Prima del prelievo di sangue è necessario essere a digiuno da almeno 8 ore, durante le quali si può bere solo acqua, evitando qualsiasi tipo di alimento o altra bevanda.

Nelle 24 ore precedenti è consigliabile evitare il consumo di alcolici e il fumo, poiché possono influenzare i valori ematici: per lo stesso motivo, anche l’attività fisica intensa dovrebbe essere limitata. Infine, è importante informare il medico se si stanno assumendo farmaci, poiché potrebbero avere un impatto sui risultati degli esami.

Cosa NON fare prima degli esami del sangue?

Per garantire un referto accurato, è bene evitare alcune azioni che possono influenzare negativamente le analisi.

  • Evita cibi ricchi di grassi, zuccheri o sale, poiché potrebbero alterare i risultati, specialmente per esami come il profilo lipidico.
  • Non consumare alcolici e non fumare nelle 24 ore precedenti.
  • Limita l’attività fisica intensa.

Cosa fare durante e dopo il prelievo?

L’operazione dura pochi secondi ed è svolta da un infermiere. Si disinfetta il punto dove viene inserito l’ago, si applica un laccio emostatico all’inizio del braccio e l’ago viene infilato. Inizia quindi il trasferimento del sangue in una o più provette.

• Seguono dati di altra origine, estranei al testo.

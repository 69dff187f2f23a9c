//! Built-in status catalog

use super::definition::{RefreshRule, StatModifiers, StatusDefinition};
use gear_core::StatusCategory::{Control, Damage, Enhancement, Modifier};
use gear_core::StatusType::*;

fn stats(attack: f64, magic: f64, defense: f64, magic_defense: f64, speed: f64) -> StatModifiers {
    StatModifiers {
        attack,
        magic,
        defense,
        magic_defense,
        speed,
    }
}

pub(crate) fn builtin_definitions() -> Vec<StatusDefinition> {
    vec![
        // === Buffs ===
        StatusDefinition::buff(AttackUp, Enhancement)
            .stacking(5)
            .modifiers(stats(10.0, 0.0, 0.0, 0.0, 0.0)),
        StatusDefinition::buff(DefenseUp, Enhancement)
            .stacking(5)
            .modifiers(stats(0.0, 0.0, 10.0, 10.0, 0.0)),
        StatusDefinition::buff(MagicUp, Enhancement)
            .stacking(5)
            .modifiers(stats(0.0, 10.0, 0.0, 0.0, 0.0)),
        StatusDefinition::buff(SpeedUp, Enhancement)
            .stacking(3)
            .modifiers(stats(0.0, 0.0, 0.0, 0.0, 15.0)),
        StatusDefinition::buff(Guard, Enhancement)
            .damage_taken(-30.0)
            .max_duration(3),
        StatusDefinition::buff(Reflect, Enhancement)
            .stacking(4)
            .reflect(15.0)
            .max_duration(5),
        StatusDefinition::buff(BattleTrance, Enhancement)
            .composite_of(vec![TranceFocus, TranceHaste])
            .max_duration(4),
        StatusDefinition::buff(TranceFocus, Enhancement)
            .stacking(2)
            .modifiers(stats(20.0, 20.0, 0.0, 0.0, 0.0))
            .part_of(BattleTrance),
        StatusDefinition::buff(TranceHaste, Enhancement)
            .modifiers(stats(0.0, 0.0, 0.0, 0.0, 25.0))
            .part_of(BattleTrance),
        // === Damage over time ===
        StatusDefinition::debuff(Poison, Damage).stacking(10).dot(3.0),
        StatusDefinition::debuff(Burn, Damage)
            .stacking(5)
            .refresh_rule(RefreshRule::Refresh)
            .dot(5.0),
        StatusDefinition::debuff(Bleed, Damage)
            .stacking(8)
            .refresh_rule(RefreshRule::Ignore)
            .dot(4.0),
        StatusDefinition::debuff(Drain, Damage)
            .stacking(5)
            .dot(4.0)
            .lifesteal(),
        // === Control ===
        StatusDefinition::debuff(Stun, Control)
            .cannot_act()
            .max_duration(2),
        StatusDefinition::debuff(Sleep, Control)
            .cannot_act()
            .break_on_damage()
            .max_duration(3),
        StatusDefinition::debuff(Frozen, Control)
            .cannot_act()
            .break_on_damage()
            .damage_taken(20.0)
            .max_duration(2),
        StatusDefinition::debuff(Petrification, Control)
            .cannot_act()
            .damage_taken(-30.0)
            .max_duration(2),
        // === Modifiers ===
        StatusDefinition::debuff(Weaken, Modifier)
            .stacking(5)
            .modifiers(stats(-10.0, -10.0, 0.0, 0.0, 0.0)),
        StatusDefinition::debuff(ArmorBreak, Modifier)
            .stacking(4)
            .modifiers(stats(0.0, 0.0, -15.0, 0.0, 0.0)),
        StatusDefinition::debuff(Slow, Modifier)
            .stacking(3)
            .modifiers(stats(0.0, 0.0, 0.0, 0.0, -20.0)),
        StatusDefinition::debuff(Vulnerable, Modifier)
            .stacking(5)
            .damage_taken(10.0),
        // === Composites ===
        StatusDefinition::debuff(Frostbite, Damage)
            .composite_of(vec![FrostbiteChill, FrostbiteBurn]),
        StatusDefinition::debuff(FrostbiteChill, Modifier)
            .modifiers(stats(0.0, 0.0, 0.0, 0.0, -15.0))
            .part_of(Frostbite),
        StatusDefinition::debuff(FrostbiteBurn, Damage)
            .stacking(3)
            .dot(3.0)
            .part_of(Frostbite),
        StatusDefinition::debuff(Curse, Modifier)
            .composite_of(vec![CurseWeakness, CurseVulnerability])
            .max_duration(5),
        StatusDefinition::debuff(CurseWeakness, Modifier)
            .stacking(3)
            .modifiers(stats(-15.0, -15.0, 0.0, 0.0, 0.0))
            .part_of(Curse),
        StatusDefinition::debuff(CurseVulnerability, Modifier)
            .stacking(3)
            .damage_taken(15.0)
            .part_of(Curse),
    ]
}
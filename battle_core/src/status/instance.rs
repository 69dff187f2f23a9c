use crate::unit::Side;
use gear_core::StatusType;
use serde::{Deserialize, Serialize};

/// An active status effect on a unit
#[derive(Debug, Clone, PartialEq, Serialize, Deserialize)]
pub struct StatusEffectInstance {
    pub status: StatusType,
    pub stacks: u32,
    /// Turns left; the instance is dropped when this reaches 0
    pub remaining: u32,
    /// Side that applied it (receives lifesteal healing)
    pub applier: Option<Side>,
    /// Status power multiplier recorded at application; scales DoT damage
    pub power_scale: f64,
}

impl StatusEffectInstance {
    pub fn new(status: StatusType, stacks: u32, remaining: u32) -> Self {
        StatusEffectInstance {
            status,
            stacks,
            remaining,
            applier: None,
            power_scale: 1.0,
        }
    }

    pub fn is_active(&self) -> bool {
        self.remaining > 0 && self.stacks > 0
    }
}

Terminato il prelievo, al paziente è richiesto di tenere sul buchino lasciato dall’ago un piccolo batuffolo di cotone, e dopo qualche minuto la ferita si rimargina.

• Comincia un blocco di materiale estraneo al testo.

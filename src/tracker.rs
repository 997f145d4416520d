use std::collections::HashSet;

use crate::model::SlotKey;

/// Keys with a create or delete awaiting server confirmation.
///
/// Membership is the only admission control against two concurrent mutations on one key.
#[derive(Debug, Clone, Default)]
pub struct MutationTracker {
    pending: HashSet<SlotKey>,
}

impl MutationTracker {
    pub fn new() -> Self {
        Self::default()
    }

    /// Returns false if the key was already pending.
    pub fn begin(&mut self, key: &SlotKey) -> bool {
        self.pending.insert(key.clone())
    }

    /// Returns false if the key was not pending.
    pub fn end(&mut self, key: &SlotKey) -> bool {
        self.pending.remove(key)
    }

    pub fn is_pending(&self, key: &SlotKey) -> bool {
        self.pending.contains(key)
    }

    pub fn has_any(&self) -> bool {
        !self.pending.is_empty()
    }

    pub fn len(&self) -> usize {
        self.pending.len()
    }

    pub fn is_empty(&self) -> bool {
        self.pending.is_empty()
    }

    pub fn iter(&self) -> impl Iterator<Item = &SlotKey> {
        self.pending.iter()
    }
}

#[cfg(test)]
mod tests {
    use super::*;
    use chrono::NaiveDate;

    fn key(slot: &str) -> SlotKey {
        SlotKey::new("X", NaiveDate::from_ymd_opt(2024, 6, 10).unwrap(), slot)
    }

    #[test]
    fn begin_and_end_are_idempotent() {
        let mut t = MutationTracker::new();
        assert!(!t.has_any());
        assert!(t.begin(&key("a")));
        assert!(!t.begin(&key("a")));
        assert_eq!(t.len(), 1);
        assert!(t.is_pending(&key("a")));

        assert!(t.end(&key("a")));
        assert!(!t.end(&key("a")));
        assert!(t.is_empty());
    }

    #[test]
    fn keys_are_scoped_by_instrument_and_date() {
        let mut t = MutationTracker::new();
        let date = NaiveDate::from_ymd_opt(2024, 6, 10).unwrap();
        t.begin(&SlotKey::new("X", date, "a"));
        assert!(!t.is_pending(&SlotKey::new("Y", date, "a")));
        assert!(!t.is_pending(&SlotKey::new("X", date.succ_opt().unwrap(), "a")));
        assert!(t.has_any());
    }
}
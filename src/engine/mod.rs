mod error;
mod state;
mod view;
#[cfg(test)]
mod tests;

pub use error::ReconcileError;
pub use state::{Applied, RefreshOrigin, RemoteOp, RemoteResult, SessionState, Toggle};
pub use view::{SlotState, SlotView, board};

use std::sync::Arc;
use std::time::Instant;

use chrono::NaiveDate;
use tokio::sync::{broadcast, mpsc, oneshot};
use tracing::{debug, info, warn};

use crate::index::ReservationIndex;
use crate::model::*;
use crate::notify::{NotifyHub, SessionEvent};
use crate::observability::*;
use crate::store::{ReservationStore, StoreError};
use crate::tracker::MutationTracker;

const COMMAND_QUEUE: usize = 1024;

#[derive(Debug, Clone, PartialEq, Eq)]
pub enum ToggleOutcome {
    /// The slot is now ours; carries the server-confirmed entry.
    Reserved(ReservationInfo),
    Released,
    /// A mutation on this key was already in flight; nothing was done.
    AlreadyPending,
}

#[derive(Debug, Clone, Copy, PartialEq, Eq)]
pub enum TickOutcome {
    Refreshed,
    /// Skipped or discarded because a mutation was pending.
    Suppressed,
}

/// Point-in-time copy of the session state.
#[derive(Debug, Clone)]
pub struct SessionView {
    pub index: ReservationIndex,
    pub pending: MutationTracker,
}

// ── Dispatcher messages ──────────────────────────────────

type ToggleReply = oneshot::Sender<Result<ToggleOutcome, ReconcileError>>;

/// Who is waiting on a refresh, and what to tell them.
enum Reply {
    None,
    Tick(oneshot::Sender<Result<TickOutcome, ReconcileError>>),
    Manual(oneshot::Sender<Result<(), ReconcileError>>),
    /// The toggle's own result, delivered once its follow-up refresh lands.
    Toggle {
        outcome: Result<ToggleOutcome, ReconcileError>,
        response: ToggleReply,
    },
}

enum Command {
    Toggle {
        key: SlotKey,
        response: ToggleReply,
    },
    RemoteSettled {
        key: SlotKey,
        op: &'static str,
        result: RemoteResult,
        response: ToggleReply,
    },
    Refresh {
        origin: RefreshOrigin,
        reply: Reply,
    },
    RefreshLoaded {
        seq: u64,
        origin: RefreshOrigin,
        result: Result<ReservationIndex, StoreError>,
        reply: Reply,
    },
    View {
        response: oneshot::Sender<SessionView>,
    },
    Board {
        instrument: String,
        date: NaiveDate,
        response: oneshot::Sender<Vec<SlotView>>,
    },
}

/// Single owner of the session state. Every message is handled to completion
/// without suspending; remote calls run on spawned tasks and report back as messages.
struct Dispatcher {
    state: SessionState,
    store: Arc<dyn ReservationStore>,
    actor: Reserver,
    notify: Arc<NotifyHub>,
    tx: mpsc::WeakSender<Command>,
}

impl Dispatcher {
    async fn run(mut self, mut rx: mpsc::Receiver<Command>) {
        self.spawn_refresh(RefreshOrigin::Manual, Reply::None);
        while let Some(cmd) = rx.recv().await {
            self.handle(cmd);
        }
        debug!("reservation engine stopped");
    }

    fn handle(&mut self, cmd: Command) {
        match cmd {
            Command::Toggle { key, response } => self.on_toggle(key, response),
            Command::RemoteSettled {
                key,
                op,
                result,
                response,
            } => self.on_settled(key, op, result, response),
            Command::Refresh { origin, reply } => self.on_refresh(origin, reply),
            Command::RefreshLoaded {
                seq,
                origin,
                result,
                reply,
            } => self.on_loaded(seq, origin, result, reply),
            Command::View { response } => {
                let _ = response.send(SessionView {
                    index: self.state.index().clone(),
                    pending: self.state.tracker().clone(),
                });
            }
            Command::Board {
                instrument,
                date,
                response,
            } => {
                let _ = response.send(board(&self.state, &instrument, date, &self.actor.user_id));
            }
        }
    }

    fn on_toggle(&mut self, key: SlotKey, response: ToggleReply) {
        let op = match self.state.start_toggle(&key, &self.actor) {
            Ok(Toggle::Started(op)) => op,
            Ok(Toggle::AlreadyPending) => {
                debug!("toggle on {key} ignored: already pending");
                metrics::counter!(TOGGLES_TOTAL, "op" => "none", "outcome" => "already_pending").increment(1);
                let _ = response.send(Ok(ToggleOutcome::AlreadyPending));
                return;
            }
            Err(e) => {
                warn!("toggle on {key} rejected: {e}");
                metrics::counter!(TOGGLES_TOTAL, "op" => "none", "outcome" => "rejected").increment(1);
                let _ = response.send(Err(e));
                return;
            }
        };

        let label = op.label();
        debug!("optimistic {label} on {key}");
        metrics::gauge!(PENDING_MUTATIONS).set(self.state.tracker().len() as f64);
        self.notify.send(
            &key.instrument,
            &SessionEvent::Pending {
                key: key.clone(),
                create: matches!(op, RemoteOp::Create(_)),
            },
        );

        let Some(tx) = self.tx.upgrade() else {
            let result = RemoteResult::Failed(StoreError::Transport("engine shutting down".into()));
            self.on_settled(key, label, result, response);
            return;
        };
        let store = self.store.clone();
        tokio::spawn(async move {
            let started = Instant::now();
            let call = tokio::spawn(async move {
                match op {
                    RemoteOp::Create(req) => match store.create_reservation(req).await {
                        Ok(row) => RemoteResult::Created(row),
                        Err(e) => RemoteResult::Failed(e),
                    },
                    RemoteOp::Delete {
                        id,
                        reserver_user_id,
                    } => match store.delete_reservation(id, &reserver_user_id).await {
                        Ok(()) => RemoteResult::Deleted,
                        Err(e) => RemoteResult::Failed(e),
                    },
                }
            });
            let result = call
                .await
                .unwrap_or_else(|e| RemoteResult::Failed(StoreError::Transport(e.to_string())));
            metrics::histogram!(REMOTE_DURATION_SECONDS, "op" => label)
                .record(started.elapsed().as_secs_f64());
            let _ = tx
                .send(Command::RemoteSettled {
                    key,
                    op: label,
                    result,
                    response,
                })
                .await;
        });
    }

    fn on_settled(&mut self, key: SlotKey, op: &'static str, result: RemoteResult, response: ToggleReply) {
        if !self.state.settle(&key, &result) {
            warn!("settled {key} but it was not pending");
        }
        metrics::gauge!(PENDING_MUTATIONS).set(self.state.tracker().len() as f64);

        let outcome = match result {
            RemoteResult::Created(row) => {
                info!("reserved {key} as {}", row.id);
                Ok(ToggleOutcome::Reserved(row.info()))
            }
            RemoteResult::Deleted => {
                info!("released {key}");
                Ok(ToggleOutcome::Released)
            }
            RemoteResult::Failed(e) => {
                warn!("{op} on {key} failed, rolled back: {e}");
                metrics::counter!(ROLLBACKS_TOTAL, "op" => op).increment(1);
                Err(ReconcileError::Remote(e))
            }
        };
        metrics::counter!(TOGGLES_TOTAL, "op" => op, "outcome" => status_label(&outcome)).increment(1);
        self.notify.send(
            &key.instrument,
            &SessionEvent::Settled {
                key: key.clone(),
                ok: outcome.is_ok(),
            },
        );

        self.spawn_refresh(RefreshOrigin::Mutation, Reply::Toggle { outcome, response });
    }

    fn on_refresh(&mut self, origin: RefreshOrigin, reply: Reply) {
        if origin == RefreshOrigin::Tick && !self.state.tick_allowed() {
            debug!("refresh tick suppressed: {} mutation(s) pending", self.state.tracker().len());
            metrics::counter!(REFRESH_SUPPRESSED_TOTAL).increment(1);
            finish(reply, Ok(Applied::Suppressed));
            return;
        }
        self.spawn_refresh(origin, reply);
    }

    fn spawn_refresh(&mut self, origin: RefreshOrigin, reply: Reply) {
        let seq = self.state.next_refresh_seq();
        let Some(tx) = self.tx.upgrade() else {
            finish(reply, Err(ReconcileError::EngineClosed));
            return;
        };
        let store = self.store.clone();
        tokio::spawn(async move {
            let result = store.list_reservations().await;
            let _ = tx
                .send(Command::RefreshLoaded {
                    seq,
                    origin,
                    result,
                    reply,
                })
                .await;
        });
    }

    fn on_loaded(
        &mut self,
        seq: u64,
        origin: RefreshOrigin,
        result: Result<ReservationIndex, StoreError>,
        reply: Reply,
    ) {
        metrics::counter!(REFRESHES_TOTAL, "origin" => origin.label(), "status" => status_label(&result))
            .increment(1);
        let applied = match result {
            Ok(snapshot) => {
                let applied = self.state.apply_snapshot(seq, origin, snapshot);
                match applied {
                    Applied::Replaced => {
                        debug!(
                            "index replaced from {} refresh #{seq}: {} reservation(s)",
                            origin.label(),
                            self.state.index().len()
                        );
                        self.notify.send_all(&SessionEvent::Refreshed);
                    }
                    Applied::Suppressed => {
                        debug!("tick refresh #{seq} discarded: mutation pending");
                        metrics::counter!(REFRESH_SUPPRESSED_TOTAL).increment(1);
                    }
                    Applied::Stale => debug!("refresh #{seq} superseded"),
                }
                Ok(applied)
            }
            Err(e) => {
                warn!("{} refresh failed: {e}", origin.label());
                Err(ReconcileError::Remote(e))
            }
        };
        finish(reply, applied);
    }
}

fn finish(reply: Reply, refresh: Result<Applied, ReconcileError>) {
    match reply {
        Reply::None => {}
        Reply::Tick(tx) => {
            let _ = tx.send(refresh.map(|applied| match applied {
                Applied::Replaced => TickOutcome::Refreshed,
                Applied::Suppressed | Applied::Stale => TickOutcome::Suppressed,
            }));
        }
        Reply::Manual(tx) => {
            let _ = tx.send(refresh.map(|_| ()));
        }
        // A failed follow-up refresh leaves the settled local patch in place;
        // the toggle's own result stands.
        Reply::Toggle { outcome, response } => {
            let _ = response.send(outcome);
        }
    }
}

// ── Handle ───────────────────────────────────────────────

/// Cheap, cloneable handle to one user's reconciliation session.
#[derive(Clone)]
pub struct Engine {
    tx: mpsc::Sender<Command>,
    notify: Arc<NotifyHub>,
    actor: Reserver,
}

impl Engine {
    /// Start the dispatcher task and kick off the initial load.
    pub fn spawn(
        store: Arc<dyn ReservationStore>,
        actor: Reserver,
        instruments: &[Instrument],
        notify: Arc<NotifyHub>,
    ) -> Self {
        let (tx, rx) = mpsc::channel(COMMAND_QUEUE);
        let dispatcher = Dispatcher {
            state: SessionState::new(instruments.iter().map(|i| i.name.clone())),
            store,
            actor: actor.clone(),
            notify: notify.clone(),
            tx: tx.downgrade(),
        };
        tokio::spawn(dispatcher.run(rx));
        Self { tx, notify, actor }
    }

    async fn request<T>(&self, make: impl FnOnce(oneshot::Sender<T>) -> Command) -> Result<T, ReconcileError> {
        let (tx, rx) = oneshot::channel();
        self.tx
            .send(make(tx))
            .await
            .map_err(|_| ReconcileError::EngineClosed)?;
        rx.await.map_err(|_| ReconcileError::EngineClosed)
    }

    /// Reserve the slot if free, release it if reserved.
    ///
    /// Resolves after the remote call and its follow-up refresh. Dropping the future
    /// does not cancel the mutation.
    pub async fn toggle(&self, instrument: &str, slot: &str, date: NaiveDate) -> Result<ToggleOutcome, ReconcileError> {
        let key = SlotKey::new(instrument, date, slot);
        self.request(|response| Command::Toggle { key, response }).await?
    }

    /// Unconditional authoritative refresh.
    pub async fn refresh(&self) -> Result<(), ReconcileError> {
        self.request(|tx| Command::Refresh {
            origin: RefreshOrigin::Manual,
            reply: Reply::Manual(tx),
        })
        .await?
    }

    /// Scheduler refresh; suppressed while any mutation is pending.
    pub async fn tick(&self) -> Result<TickOutcome, ReconcileError> {
        self.request(|tx| Command::Refresh {
            origin: RefreshOrigin::Tick,
            reply: Reply::Tick(tx),
        })
        .await?
    }

    pub async fn view(&self) -> Result<SessionView, ReconcileError> {
        self.request(|response| Command::View { response }).await
    }

    pub async fn board(&self, instrument: &str, date: NaiveDate) -> Result<Vec<SlotView>, ReconcileError> {
        self.request(|response| Command::Board {
            instrument: instrument.to_string(),
            date,
            response,
        })
        .await
    }

    pub fn subscribe(&self, instrument: &str) -> broadcast::Receiver<SessionEvent> {
        self.notify.subscribe(instrument)
    }

    pub fn actor(&self) -> &Reserver {
        &self.actor
    }
}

Non ci sono indicazioni particolari su cosa fare dopo un prelievo di sangue, trattandosi di una procedura molto comune che non comporta particolari problemi. Il paziente può accusare dolore al braccio dopo il prelievo ematico (nella maggior parte dei casi di lieve entità) e vedere comparire un ematoma. Si tratta di una reazione assolutamente fisiologica, che tende a scomparire in pochi giorni.

Frequenza degli esami del sangue

Normalmente è consigliabile fare un controllo all’anno, ma in presenza di fattori di rischio o condizioni croniche il medico potrebbe suggerire una frequenza maggiore.

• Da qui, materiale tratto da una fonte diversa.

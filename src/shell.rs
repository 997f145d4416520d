use std::future::Future;
use std::io;

use chrono::{Local, NaiveDate};
use tokio::io::{AsyncBufReadExt, BufReader};

use crate::catalog::{self, next_bookable_date};
use crate::engine::{Engine, SlotState, SlotView, ToggleOutcome};
use crate::model::Instrument;

/// Which of the two bookable days.
#[derive(Debug, Clone, Copy, PartialEq, Eq)]
pub enum Day {
    Today,
    Next,
}

impl Day {
    pub fn resolve(self, today: NaiveDate) -> NaiveDate {
        match self {
            Day::Today => today,
            Day::Next => next_bookable_date(today),
        }
    }
}

#[derive(Debug, Clone, PartialEq, Eq)]
pub enum ShellCommand {
    Help,
    Instruments,
    Show { instrument: String, day: Day },
    Toggle { instrument: String, day: Day, slot: String },
    Pending,
    Refresh,
    Quit,
}

fn parse_day(token: Option<&str>) -> Result<Day, String> {
    match token {
        None | Some("today") => Ok(Day::Today),
        Some("next") | Some("tomorrow") => Ok(Day::Next),
        Some(other) => Err(format!("unknown day '{other}', expected 'today' or 'next'")),
    }
}

pub fn parse_command(line: &str) -> Result<Option<ShellCommand>, String> {
    let mut words = line.split_whitespace();
    let Some(verb) = words.next() else {
        return Ok(None);
    };
    let cmd = match verb {
        "help" | "?" => ShellCommand::Help,
        "instruments" | "ls" => ShellCommand::Instruments,
        "show" => {
            let instrument = words.next().ok_or("usage: show <instrument> [today|next]")?;
            ShellCommand::Show {
                instrument: instrument.to_string(),
                day: parse_day(words.next())?,
            }
        }
        "toggle" | "t" => {
            let usage = "usage: toggle <instrument> <today|next> <HH:MM>";
            let instrument = words.next().ok_or(usage)?;
            let day = parse_day(Some(words.next().ok_or(usage)?))?;
            let slot = words.collect::<Vec<_>>().join(" ");
            if slot.is_empty() {
                return Err(usage.into());
            }
            ShellCommand::Toggle {
                instrument: instrument.to_string(),
                day,
                slot,
            }
        }
        "pending" => ShellCommand::Pending,
        "refresh" => ShellCommand::Refresh,
        "quit" | "exit" | "q" => ShellCommand::Quit,
        other => return Err(format!("unknown command '{other}', try 'help'")),
    };
    Ok(Some(cmd))
}

/// Accepts an instrument name or its 1-based position in the catalog.
pub fn resolve_instrument<'a>(instruments: &'a [Instrument], token: &str) -> Option<&'a Instrument> {
    if let Ok(n) = token.parse::<usize>() {
        return n.checked_sub(1).and_then(|i| instruments.get(i));
    }
    instruments.iter().find(|i| i.name.eq_ignore_ascii_case(token))
}

pub fn render_board(board: &[SlotView]) -> String {
    let mut out = String::new();
    for view in board {
        let state = match &view.state {
            SlotState::Free => "free".to_string(),
            SlotState::Reserved { mine: true, .. } => "reserved by you".to_string(),
            SlotState::Reserved { by, .. } => format!("reserved by {by}"),
            SlotState::PendingCreate => "reserving...".to_string(),
            SlotState::PendingDelete => "releasing...".to_string(),
        };
        out.push_str(&format!("  {:<22}{state}\n", view.slot.label));
    }
    out
}

const HELP: &str = "\
commands:
  instruments                          list instruments
  show <instrument> [today|next]       slot board for one instrument
  toggle <instrument> <today|next> <HH:MM>
                                       reserve a free slot or release your own
  pending                              mutations awaiting the server
  refresh                              reload from the server
  quit";

/// Read commands from stdin until EOF, `quit`, or `shutdown` resolves.
pub async fn run(engine: Engine, instruments: Vec<Instrument>, shutdown: impl Future<Output = ()>) -> io::Result<()> {
    let mut lines = BufReader::new(tokio::io::stdin()).lines();
    tokio::pin!(shutdown);
    println!("{HELP}");

    loop {
        let line = tokio::select! {
            line = lines.next_line() => line?,
            _ = &mut shutdown => break,
        };
        let Some(line) = line else { break };

        let cmd = match parse_command(&line) {
            Ok(Some(cmd)) => cmd,
            Ok(None) => continue,
            Err(e) => {
                println!("{e}");
                continue;
            }
        };
        let today = Local::now().date_naive();
        match cmd {
            ShellCommand::Help => println!("{HELP}"),
            ShellCommand::Instruments => {
                for (n, inst) in instruments.iter().enumerate() {
                    println!(
                        "{:>2}. {:<20} os={:<8} group={:<4} ip={}",
                        n + 1,
                        inst.name,
                        inst.os.as_deref().unwrap_or("-"),
                        inst.group.as_deref().unwrap_or("-"),
                        inst.ip.as_deref().unwrap_or("-"),
                    );
                }
            }
            ShellCommand::Show { instrument, day } => {
                let Some(inst) = resolve_instrument(&instruments, &instrument) else {
                    println!("no such instrument: {instrument}");
                    continue;
                };
                let date = day.resolve(today);
                match engine.board(&inst.name, date).await {
                    Ok(board) => print!("{} on {date}\n{}", inst.name, render_board(&board)),
                    Err(e) => println!("error: {e}"),
                }
            }
            ShellCommand::Toggle { instrument, day, slot } => {
                let Some(inst) = resolve_instrument(&instruments, &instrument) else {
                    println!("no such instrument: {instrument}");
                    continue;
                };
                let date = day.resolve(today);
                let Some(slot) = catalog::find_slot(date, &slot) else {
                    println!("no slot '{slot}' on {date}");
                    continue;
                };
                let engine = engine.clone();
                let name = inst.name.clone();
                // Runs in the background so further commands are accepted while pending.
                tokio::spawn(async move {
                    match engine.toggle(&name, &slot.label, date).await {
                        Ok(ToggleOutcome::Reserved(_)) => println!("reserved {name} {date} {}", slot.label),
                        Ok(ToggleOutcome::Released) => println!("released {name} {date} {}", slot.label),
                        Ok(ToggleOutcome::AlreadyPending) => {
                            println!("{name} {date} {} is still being updated", slot.label)
                        }
                        Err(e) => println!("could not toggle {name} {date} {}: {e}", slot.label),
                    }
                });
            }
            ShellCommand::Pending => match engine.view().await {
                Ok(view) if view.pending.is_empty() => println!("nothing pending"),
                Ok(view) => {
                    for key in view.pending.iter() {
                        println!("  {key}");
                    }
                }
                Err(e) => println!("error: {e}"),
            },
            ShellCommand::Refresh => match engine.refresh().await {
                Ok(()) => println!("refreshed"),
                Err(e) => println!("refresh failed: {e}"),
            },
            ShellCommand::Quit => break,
        }
    }
    Ok(())
}
use std::path::PathBuf;
use std::time::Duration;

use crate::model::Reserver;
use crate::scheduler::RefreshPolicy;

/// Display name used when nothing better is known.
const FALLBACK_DISPLAY_NAME: &str = "You";

/// Process configuration, read from `SLOTBOOK_*` environment variables.
#[derive(Debug, Clone, PartialEq, Eq)]
pub struct Config {
    pub user: Reserver,
    pub refresh: RefreshPolicy,
    /// JSON instrument catalog; the built-in fleet when unset.
    pub instruments_path: Option<PathBuf>,
    /// Local hour (0-23) at which the daily rollover runs.
    pub rollover_hour: u32,
    pub metrics_port: Option<u16>,
}

impl Config {
    pub fn from_env() -> Self {
        Self::from_lookup(|key| std::env::var(key).ok())
    }

    pub fn from_lookup(var: impl Fn(&str) -> Option<String>) -> Self {
        let parse = |key: &str| var(key).and_then(|s| s.trim().parse::<u64>().ok());
        let defaults = RefreshPolicy::default();

        let user_id = var("SLOTBOOK_USER_ID").filter(|s| !s.trim().is_empty());
        let display_name = var("SLOTBOOK_DISPLAY_NAME")
            .filter(|s| !s.trim().is_empty())
            .or_else(|| user_id.clone())
            .unwrap_or_else(|| FALLBACK_DISPLAY_NAME.into());

        let refresh = RefreshPolicy {
            interval: parse("SLOTBOOK_REFRESH_INTERVAL_SECS")
                .filter(|&s| s > 0)
                .map(Duration::from_secs)
                .unwrap_or(defaults.interval),
            max_retries: parse("SLOTBOOK_REFRESH_MAX_RETRIES")
                .and_then(|n| u32::try_from(n).ok())
                .unwrap_or(defaults.max_retries),
            backoff: parse("SLOTBOOK_REFRESH_BACKOFF_MS")
                .map(Duration::from_millis)
                .unwrap_or(defaults.backoff),
        };

        Self {
            user: Reserver::new(user_id.unwrap_or_else(|| "local".into()), display_name),
            refresh,
            instruments_path: var("SLOTBOOK_INSTRUMENTS").map(PathBuf::from),
            rollover_hour: parse("SLOTBOOK_ROLLOVER_HOUR")
                .filter(|&h| h < 24)
                .map(|h| h as u32)
                .unwrap_or(0),
            metrics_port: var("SLOTBOOK_METRICS_PORT").and_then(|s| s.trim().parse().ok()),
        }
    }
}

È sempre meglio consultare il proprio medico per determinare la frequenza e il tipo di esami del sangue appropriati per la situazione personale.

Importanza della valutazione medica dei risultati

I risultati degli esami del sangue devono essere valutati nell'insieme dal medico di base che conosce il quadro anamnestico del proprio paziente. Nell'interpretazione dei risultati va ricordato che l'intervallo di riferimento dell'esame può variare leggermente in funzione di età, sesso e strumentazione in uso nel laboratorio analisi.